I was surprised at how many films Redbox has available. However they are exceptionally heavy on direct-to-video titles of the 90s and early 2000s as well as some public domain titles.Still there are plenty of gems to be had here that are NOT on Netflix. Netflix still has them outgunned on variety by at least ten times as many titles.
When Ray Harryhausen passed away recently, Netflix had none of his films available to watch. Redbox has The Seventh Voyage of Sinbad and The Golden Voyage of Sinbad. Redbox also has Gettysburg.
As with Amazon Prime’s early days, Redbox Instant has a lot of duplicate listings. They also have very limited categories (action/adventure goes on forever with little to no way to narrow it down). Navigation is pretty awful (especially on the Xbox 360 where it is dreadful) and many of their titles have a generic box.
Even searching through a category isn’t particularly helpful. Redbox appears to have only single categories for films so many of their science fiction movies are actually classified as action/adventure for example.
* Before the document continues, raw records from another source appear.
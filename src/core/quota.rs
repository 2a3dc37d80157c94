//! Per-job run lock and daily quota tracking.
//!
//! [`JobState`] is the only mutable state the scheduler owns for a job:
//! how many units ran today, the daily ceiling, and the size-1 semaphore
//! that keeps executions of the same job from overlapping. State is
//! created at startup with a zero counter and is never persisted.
//!
//! [`DayTracker`] detects local-date rollover by polling, so counters can
//! be reset exactly once per date change.

use chrono::{Local, NaiveDate};
use std::sync::atomic::{AtomicU32, Ordering};
use tokio::sync::{Semaphore, TryAcquireError};

use super::types::JobId;

/// Source of the current local calendar date.
///
/// Day identity is a local date, not an instant; rollover happens when the
/// date changes, wherever midnight falls.
pub trait Clock: Send + Sync {
    /// The current local calendar date.
    fn today(&self) -> NaiveDate;
}

/// Clock backed by the system's local time.
#[derive(Debug, Clone, Copy, Default)]
pub struct SystemClock;

impl Clock for SystemClock {
    fn today(&self) -> NaiveDate {
        Local::now().date_naive()
    }
}

/// Mutable per-job state: quota counter plus run lock.
pub struct JobState {
    id: JobId,
    daily_limit: u32,
    done_today: AtomicU32,
    /// Size-1 semaphore; holding the permit is what "running" means.
    lock: Semaphore,
}

impl std::fmt::Debug for JobState {
    fn fmt(&self, f: &mut std::fmt::Formatter<'_>) -> std::fmt::Result {
        f.debug_struct("JobState")
            .field("id", &self.id)
            .field("daily_limit", &self.daily_limit)
            .field("done_today", &self.done_today())
            .field("running", &self.is_running())
            .finish()
    }
}

impl JobState {
    /// Create state for a job with the given daily limit.
    ///
    /// # Panics
    ///
    /// Panics if `daily_limit` is zero.
    pub fn new(id: JobId, daily_limit: u32) -> Self {
        assert!(daily_limit > 0, "daily_limit cannot be zero");
        Self {
            id,
            daily_limit,
            done_today: AtomicU32::new(0),
            lock: Semaphore::new(1),
        }
    }

    /// Get the job ID.
    pub fn id(&self) -> &JobId {
        &self.id
    }

    /// The maximum units permitted per calendar date.
    pub fn daily_limit(&self) -> u32 {
        self.daily_limit
    }

    /// Units attempted so far today.
    pub fn done_today(&self) -> u32 {
        self.done_today.load(Ordering::SeqCst)
    }

    /// Units still permitted today.
    pub fn remaining_today(&self) -> u32 {
        self.daily_limit.saturating_sub(self.done_today())
    }

    /// Whether today's quota is used up.
    pub fn is_exhausted(&self) -> bool {
        self.done_today() >= self.daily_limit
    }

    /// Count one attempted unit against today's quota.
    ///
    /// Returns `false` (and leaves the counter untouched) if the quota is
    /// already exhausted, so the counter can never pass the limit no
    /// matter the call sequence.
    pub fn record_unit(&self) -> bool {
        self.done_today
            .fetch_update(Ordering::SeqCst, Ordering::SeqCst, |n| {
                (n < self.daily_limit).then_some(n + 1)
            })
            .is_ok()
    }

    /// Zero the counter. Called only by the rollover sweep.
    pub fn reset(&self) {
        self.done_today.store(0, Ordering::SeqCst);
    }

    /// Try to take the run lock.
    ///
    /// Returns `None` if a run is already in flight. The returned permit
    /// releases the lock when dropped, whether the run succeeded, failed,
    /// or unwound.
    pub fn try_begin(&self) -> Option<tokio::sync::SemaphorePermit<'_>> {
        match self.lock.try_acquire() {
            Ok(permit) => Some(permit),
            Err(TryAcquireError::NoPermits) => None,
            Err(TryAcquireError::Closed) => None,
        }
    }

    /// Whether a run currently holds the lock.
    pub fn is_running(&self) -> bool {
        self.lock.available_permits() == 0
    }
}

/// Tracks the last seen calendar date to detect rollover.
#[derive(Debug, Clone, Copy, PartialEq, Eq)]
pub struct DayTracker {
    last_day: NaiveDate,
}

impl DayTracker {
    /// Create a tracker anchored to the given date.
    pub fn new(today: NaiveDate) -> Self {
        Self { last_day: today }
    }

    /// Observe the current date, returning `true` exactly once per date
    /// change. Repeated calls within the same date return `false`.
    pub fn observe(&mut self, today: NaiveDate) -> bool {
        if today == self.last_day {
            return false;
        }
        self.last_day = today;
        true
    }

    /// The last date this tracker saw.
    pub fn last_day(&self) -> NaiveDate {
        self.last_day
    }
}
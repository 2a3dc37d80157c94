//! Scheduler engine: run locks, daily quotas, and interval dispatch.

mod engine;

pub use engine::{
    BatchReport, JobSnapshot, RunOutcome, Scheduler, SchedulerError, SchedulerHandle,
    DEFAULT_ROLLOVER_INTERVAL,
};
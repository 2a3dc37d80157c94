//! Job definition.
//!
//! A [`JobSpec`] describes how the scheduler drives one worker: how often
//! it ticks, how many units a tick attempts, the daily ceiling, and the
//! pause between units within a batch.

use std::time::Duration;

use super::types::JobId;

/// Static description of a scheduled job.
#[derive(Debug, Clone)]
pub struct JobSpec {
    /// Unique job identifier.
    id: JobId,
    /// Human-readable name.
    name: String,
    /// Fixed period between ticks.
    interval: Duration,
    /// Maximum units per calendar date.
    daily_limit: u32,
    /// Units attempted per tick.
    units_per_tick: u32,
    /// Fixed pause between units within a batch.
    unit_pause: Duration,
    /// Whether the job's interval loop is started.
    enabled: bool,
}

impl JobSpec {
    /// Create a job spec with a one-unit tick, no pause, enabled.
    ///
    /// # Panics
    ///
    /// Panics if `daily_limit` is zero.
    pub fn new(id: impl Into<JobId>, name: impl Into<String>, interval: Duration, daily_limit: u32) -> Self {
        assert!(daily_limit > 0, "daily_limit cannot be zero");
        Self {
            id: id.into(),
            name: name.into(),
            interval,
            daily_limit,
            units_per_tick: 1,
            unit_pause: Duration::ZERO,
            enabled: true,
        }
    }

    /// Set how many units a single tick attempts.
    ///
    /// # Panics
    ///
    /// Panics if `units` is zero.
    pub fn with_units_per_tick(mut self, units: u32) -> Self {
        assert!(units > 0, "units_per_tick cannot be zero");
        self.units_per_tick = units;
        self
    }

    /// Set the pause between units within a batch.
    pub fn with_unit_pause(mut self, pause: Duration) -> Self {
        self.unit_pause = pause;
        self
    }

    /// Set whether the job's interval loop is started.
    pub fn with_enabled(mut self, enabled: bool) -> Self {
        self.enabled = enabled;
        self
    }

    /// Get the job ID.
    pub fn id(&self) -> &JobId {
        &self.id
    }

    /// Get the job name.
    pub fn name(&self) -> &str {
        &self.name
    }

    /// Fixed period between ticks.
    pub fn interval(&self) -> Duration {
        self.interval
    }

    /// Maximum units per calendar date.
    pub fn daily_limit(&self) -> u32 {
        self.daily_limit
    }

    /// Units attempted per tick.
    pub fn units_per_tick(&self) -> u32 {
        self.units_per_tick
    }

    /// Pause between units within a batch.
    pub fn unit_pause(&self) -> Duration {
        self.unit_pause
    }

    /// Whether the job's interval loop is started.
    pub fn is_enabled(&self) -> bool {
        self.enabled
    }
}

#[cfg(test)]
mod tests {
    use super::*;

    #[test]
    fn test_spec_defaults() {
        let spec = JobSpec::new("sync", "Sync", Duration::from_secs(3600), 50);

        assert_eq!(spec.id().as_str(), "sync");
        assert_eq!(spec.name(), "Sync");
        assert_eq!(spec.interval(), Duration::from_secs(3600));
        assert_eq!(spec.daily_limit(), 50);
        assert_eq!(spec.units_per_tick(), 1);
        assert_eq!(spec.unit_pause(), Duration::ZERO);
        assert!(spec.is_enabled());
    }

    #[test]
    fn test_spec_builders() {
        let spec = JobSpec::new("post", "Post", Duration::from_secs(43_200), 2)
            .with_units_per_tick(2)
            .with_unit_pause(Duration::from_secs(5))
            .with_enabled(false);

        assert_eq!(spec.units_per_tick(), 2);
        assert_eq!(spec.unit_pause(), Duration::from_secs(5));
        assert!(!spec.is_enabled());
    }

    #[test]
    #[should_panic(expected = "daily_limit cannot be zero")]
    fn test_spec_rejects_zero_limit() {
        let _spec = JobSpec::new("bad", "Bad", Duration::from_secs(60), 0);
    }

    #[test]
    #[should_panic(expected = "units_per_tick cannot be zero")]
    fn test_spec_rejects_zero_units_per_tick() {
        let _spec =
            JobSpec::new("bad", "Bad", Duration::from_secs(60), 1).with_units_per_tick(0);
    }
}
Their search function is functional and you can search on an actor BUT it only works if they’ve coded that film as starring that actor. Searching on Cushing on my PC brings up 19 results, only 7 of which star Peter Cushing. Searching on Peter Cushing brings up 143 results. None of those results include Arabian Adventure, which he stars in.
Be careful as Redbox also has some films available for streaming online that cost money (like Bride of Frankenstein) a la Amazon vs. Amazon Prime. It is clear that Redbox Instant is in its infancy but those four DVD credits essentially reduce the cost to less than $3 a month and you can’t beat that.